== Source records ==

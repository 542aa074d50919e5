use std::path::Path;

use crate::{
    anki::AnkiCollection,
    importer::{self, Collection},
    prompt::{DialogPrompter, Prompter},
};

pub const IMPORT_ACTION_LABEL: &str = "Import Acted Flashcards CP1";
pub const DATA_PATH: &str = "data/Acted Flashcards CP1 - incomplete.txt";

struct Command {
    label: String,
    action: fn(),
}

/// Label-keyed registry of user-invocable actions.
#[derive(Default)]
pub struct CommandRegistry {
    commands: Vec<Command>,
}

impl CommandRegistry {
    pub fn new() -> Self {
        Self { commands: Vec::new() }
    }

    /// Check-before-add: a second command with an identical label is
    /// refused, so repeated session-ready hooks register only one entry.
    pub fn register(&mut self, label: &str, action: fn()) -> bool {
        if self.commands.iter().any(|command| command.label == label) {
            return false;
        }
        self.commands.push(Command { label: label.to_string(), action });
        true
    }

    pub fn invoke(&self, label: &str) -> bool {
        match self.commands.iter().find(|command| command.label == label) {
            Some(command) => {
                (command.action)();
                true
            }
            None => false,
        }
    }

    pub fn labels(&self) -> Vec<&str> {
        self.commands.iter().map(|command| command.label.as_str()).collect()
    }
}

/// Session startup hook: registers the import action once.
pub fn on_session_ready(registry: &mut CommandRegistry) {
    registry.register(IMPORT_ACTION_LABEL, run_import_action);
}

fn run_import_action() {
    run_import(&DialogPrompter);
}

/// Action handler wired to the real collaborators: AnkiConnect collection
/// and native dialogs.
pub fn run_import(prompter: &impl Prompter) {
    let mut collection = AnkiCollection::wait_awake(2, 3);
    handle_import(collection.as_mut(), prompter, Path::new(DATA_PATH));
}

/// Terminal outcomes per the one-dialog rule: no open session or a failed
/// import shows a warning; success and empty-file messages come from the
/// import flow itself; declining shows nothing.
pub fn handle_import<C: Collection, P: Prompter>(
    col: Option<&mut C>,
    prompter: &P,
    data_path: &Path,
) {
    let Some(col) = col else {
        prompter.warning("Please open a collection before importing the flashcards.");
        return;
    };

    if let Err(err) = importer::import_from_path(col, prompter, data_path) {
        eprintln!("Import failed: {}", err);
        prompter.warning(&err.to_string());
    }
}
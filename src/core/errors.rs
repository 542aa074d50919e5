use std::path::PathBuf;

use thiserror::Error;

#[derive(Error, Debug)]
pub enum ImportError {
    #[error("I/O error: {0}")]
    Io(Box<std::io::Error>),

    #[error("Reqwest error: {0}")]
    Reqwest(Box<reqwest::Error>),

    #[error("Could not find bundled data file at {}", .0.display())]
    ResourceNotFound(PathBuf),

    #[error("AnkiConnect error: {0}")]
    AnkiConnect(String),

    #[error("ImportError: {0}")]
    Custom(String),
}

impl From<std::io::Error> for ImportError {
    fn from(error: std::io::Error) -> Self {
        ImportError::Io(Box::new(error))
    }
}

impl From<reqwest::Error> for ImportError {
    fn from(error: reqwest::Error) -> Self {
        ImportError::Reqwest(Box::new(error))
    }
}
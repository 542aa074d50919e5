use std::{collections::HashMap, thread::sleep, time::Duration};

use crate::{
    core::{ImportError, ModelSpec, StoredNote},
    importer::Collection,
};

pub mod api;

/// AnkiConnect-backed collection. Deck selection and the current model live
/// on this side of the seam, mirroring the host's session-global state.
pub struct AnkiCollection {
    current_deck: Option<String>,
    current_model: Option<String>,
}

impl AnkiCollection {
    /// Fails when AnkiConnect is unreachable, i.e. Anki is closed or no
    /// collection is open.
    pub fn connect() -> Result<Self, ImportError> {
        let version = api::get_version()?;
        println!("AnkiConnect is online. Version: {}", version);
        Ok(Self { current_deck: None, current_model: None })
    }

    pub fn wait_awake(wait_time: u64, max_attempts: u32) -> Option<Self> {
        for attempt in 1..=max_attempts {
            match Self::connect() {
                Ok(collection) => return Some(collection),
                Err(err) => {
                    println!(
                        "AnkiConnect attempt {} of {} failed. Retrying in {} seconds... Error: {}",
                        attempt, max_attempts, wait_time, err
                    );
                    if attempt < max_attempts {
                        sleep(Duration::from_secs(wait_time));
                    }
                }
            }
        }
        None
    }
}

impl Collection for AnkiCollection {
    fn select_deck(&mut self, name: &str) -> Result<u64, ImportError> {
        let decks = api::get_deck_ids()?;
        let id = match decks.get(name) {
            Some(&id) => id,
            None => api::create_deck(name)?,
        };
        self.current_deck = Some(name.to_string());
        Ok(id)
    }

    fn model_exists(&mut self, name: &str) -> Result<bool, ImportError> {
        Ok(api::get_model_ids()?.contains_key(name))
    }

    fn create_model(&mut self, spec: &ModelSpec) -> Result<(), ImportError> {
        api::create_model(spec)
    }

    fn set_current_model(&mut self, name: &str) -> Result<(), ImportError> {
        self.current_model = Some(name.to_string());
        Ok(())
    }

    fn find_note_ids(&mut self, deck_name: &str) -> Result<Vec<u64>, ImportError> {
        api::get_note_ids(&api::deck_query(deck_name))
    }

    fn notes_info(&mut self, note_ids: &[u64]) -> Result<Vec<StoredNote>, ImportError> {
        let notes = api::get_notes(note_ids)?;

        Ok(notes
            .into_iter()
            .map(|note| {
                let mut fields: Vec<(u32, String)> =
                    note.fields.into_values().map(|field| (field.order, field.value)).collect();
                fields.sort_by_key(|(order, _)| *order);

                StoredNote {
                    id: note.note_id,
                    fields: fields.into_iter().map(|(_, value)| value).collect(),
                }
            })
            .collect())
    }

    fn add_note(&mut self, front: &str, back: &str, tags: &[&str]) -> Result<u64, ImportError> {
        let deck = self
            .current_deck
            .as_deref()
            .ok_or_else(|| ImportError::Custom("no deck selected before add_note".to_string()))?;
        let model = self
            .current_model
            .as_deref()
            .ok_or_else(|| ImportError::Custom("no current model before add_note".to_string()))?;

        let mut fields = HashMap::new();
        fields.insert("Front", front);
        fields.insert("Back", back);

        api::add_note(deck, model, fields, tags)
    }

    fn refresh(&mut self) -> Result<(), ImportError> {
        api::reload_collection()
    }
}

===

Exercise: The records above are to be returned exactly as they appear.

Solution to this problem:
repository 542aa074d50919e5
use std::path::Path;

use crate::{
    anki::AnkiCollection,
    importer::{self, Collection},
    prompt::{DialogPrompter, Prompter},
};

pub const IMPORT_ACTION_LABEL: &str = "Import Acted Flashcards CP1";
pub const DATA_PATH: &str = "data/Acted Flashcards CP1 - incomplete.txt";

struct Command {
    label: String,
    action: fn(),
}

/// Label-keyed registry of user-invocable actions.
#[derive(Default)]
pub struct CommandRegistry {
    commands: Vec<Command>,
}

impl CommandRegistry {
    pub fn new() -> Self {
        Self { commands: Vec::new() }
    }

    /// Check-before-add: a second command with an identical label is
    /// refused, so repeated session-ready hooks register only one entry.
    pub fn register(&mut self, label: &str, action: fn()) -> bool {
        if self.commands.iter().any(|command| command.label == label) {
            return false;
        }
        self.commands.push(Command { label: label.to_string(), action });
        true
    }

    pub fn invoke(&self, label: &str) -> bool {
        match self.commands.iter().find(|command| command.label == label) {
            Some(command) => {
                (command.action)();
                true
            }
            None => false,
        }
    }

    pub fn labels(&self) -> Vec<&str> {
        self.commands.iter().map(|command| command.label.as_str()).collect()
    }
}

/// Session startup hook: registers the import action once.
pub fn on_session_ready(registry: &mut CommandRegistry) {
    registry.register(IMPORT_ACTION_LABEL, run_import_action);
}

fn run_import_action() {
    run_import(&DialogPrompter);
}

/// Action handler wired to the real collaborators: AnkiConnect collection
/// and native dialogs.
pub fn run_import(prompter: &impl Prompter) {
    let mut collection = AnkiCollection::wait_awake(2, 3);
    handle_import(collection.as_mut(), prompter, Path::new(DATA_PATH));
}

/// Terminal outcomes per the one-dialog rule: no open session or a failed
/// import shows a warning; success and empty-file messages come from the
/// import flow itself; declining shows nothing.
pub fn handle_import<C: Collection, P: Prompter>(
    col: Option<&mut C>,
    prompter: &P,
    data_path: &Path,
) {
    let Some(col) = col else {
        prompter.warning("Please open a collection before importing the flashcards.");
        return;
    };

    if let Err(err) = importer::import_from_path(col, prompter, data_path) {
        eprintln!("Import failed: {}", err);
        prompter.warning(&err.to_string());
    }
}
filename src/core/errors.rs
repository 542aa074d50919e5
use std::path::PathBuf;

use thiserror::Error;

#[derive(Error, Debug)]
pub enum ImportError {
    #[error("I/O error: {0}")]
    Io(Box<std::io::Error>),

    #[error("Reqwest error: {0}")]
    Reqwest(Box<reqwest::Error>),

    #[error("Could not find bundled data file at {}", .0.display())]
    ResourceNotFound(PathBuf),

    #[error("AnkiConnect error: {0}")]
    AnkiConnect(String),

    #[error("ImportError: {0}")]
    Custom(String),
}

impl From<std::io::Error> for ImportError {
    fn from(error: std::io::Error) -> Self {
        ImportError::Io(Box::new(error))
    }
}

impl From<reqwest::Error> for ImportError {
    fn from(error: reqwest::Error) -> Self {
        ImportError::Reqwest(Box::new(error))
    }
}
repository 542aa074d50919e5
use std::{collections::HashMap, thread::sleep, time::Duration};

use crate::{
    core::{ImportError, ModelSpec, StoredNote},
    importer::Collection,
};

pub mod api;

/// AnkiConnect-backed collection. Deck selection and the current model live
/// on this side of the seam, mirroring the host's session-global state.
pub struct AnkiCollection {
    current_deck: Option<String>,
    current_model: Option<String>,
}

impl AnkiCollection {
    /// Fails when AnkiConnect is unreachable, i.e. Anki is closed or no
    /// collection is open.
    pub fn connect() -> Result<Self, ImportError> {
        let version = api::get_version()?;
        println!("AnkiConnect is online. Version: {}", version);
        Ok(Self { current_deck: None, current_model: None })
    }

    pub fn wait_awake(wait_time: u64, max_attempts: u32) -> Option<Self> {
        for attempt in 1..=max_attempts {
            match Self::connect() {
                Ok(collection) => return Some(collection),
                Err(err) => {
                    println!(
                        "AnkiConnect attempt {} of {} failed. Retrying in {} seconds... Error: {}",
                        attempt, max_attempts, wait_time, err
                    );
                    if attempt < max_attempts {
                        sleep(Duration::from_secs(wait_time));
                    }
                }
            }
        }
        None
    }
}

impl Collection for AnkiCollection {
    fn select_deck(&mut self, name: &str) -> Result<u64, ImportError> {
        let decks = api::get_deck_ids()?;
        let id = match decks.get(name) {
            Some(&id) => id,
            None => api::create_deck(name)?,
        };
        self.current_deck = Some(name.to_string());
        Ok(id)
    }

    fn model_exists(&mut self, name: &str) -> Result<bool, ImportError> {
        Ok(api::get_model_ids()?.contains_key(name))
    }

    fn create_model(&mut self, spec: &ModelSpec) -> Result<(), ImportError> {
        api::create_model(spec)
    }

    fn set_current_model(&mut self, name: &str) -> Result<(), ImportError> {
        self.current_model = Some(name.to_string());
        Ok(())
    }

    fn find_note_ids(&mut self, deck_name: &str) -> Result<Vec<u64>, ImportError> {
        api::get_note_ids(&api::deck_query(deck_name))
    }

    fn notes_info(&mut self, note_ids: &[u64]) -> Result<Vec<StoredNote>, ImportError> {
        let notes = api::get_notes(note_ids)?;

        Ok(notes
            .into_iter()
            .map(|note| {
                let mut fields: Vec<(u32, String)> =
                    note.fields.into_values().map(|field| (field.order, field.value)).collect();
                fields.sort_by_key(|(order, _)| *order);

                StoredNote {
                    id: note.note_id,
                    fields: fields.into_iter().map(|(_, value)| value).collect(),
                }
            })
            .collect())
    }

    fn add_note(&mut self, front: &str, back: &str, tags: &[&str]) -> Result<u64, ImportError> {
        let deck = self
            .current_deck
            .as_deref()
            .ok_or_else(|| ImportError::Custom("no deck selected before add_note".to_string()))?;
        let model = self
            .current_model
            .as_deref()
            .ok_or_else(|| ImportError::Custom("no current model before add_note".to_string()))?;

        let mut fields = HashMap::new();
        fields.insert("Front", front);
        fields.insert("Back", back);

        api::add_note(deck, model, fields, tags)
    }

    fn refresh(&mut self) -> Result<(), ImportError> {
        api::reload_collection()
    }
}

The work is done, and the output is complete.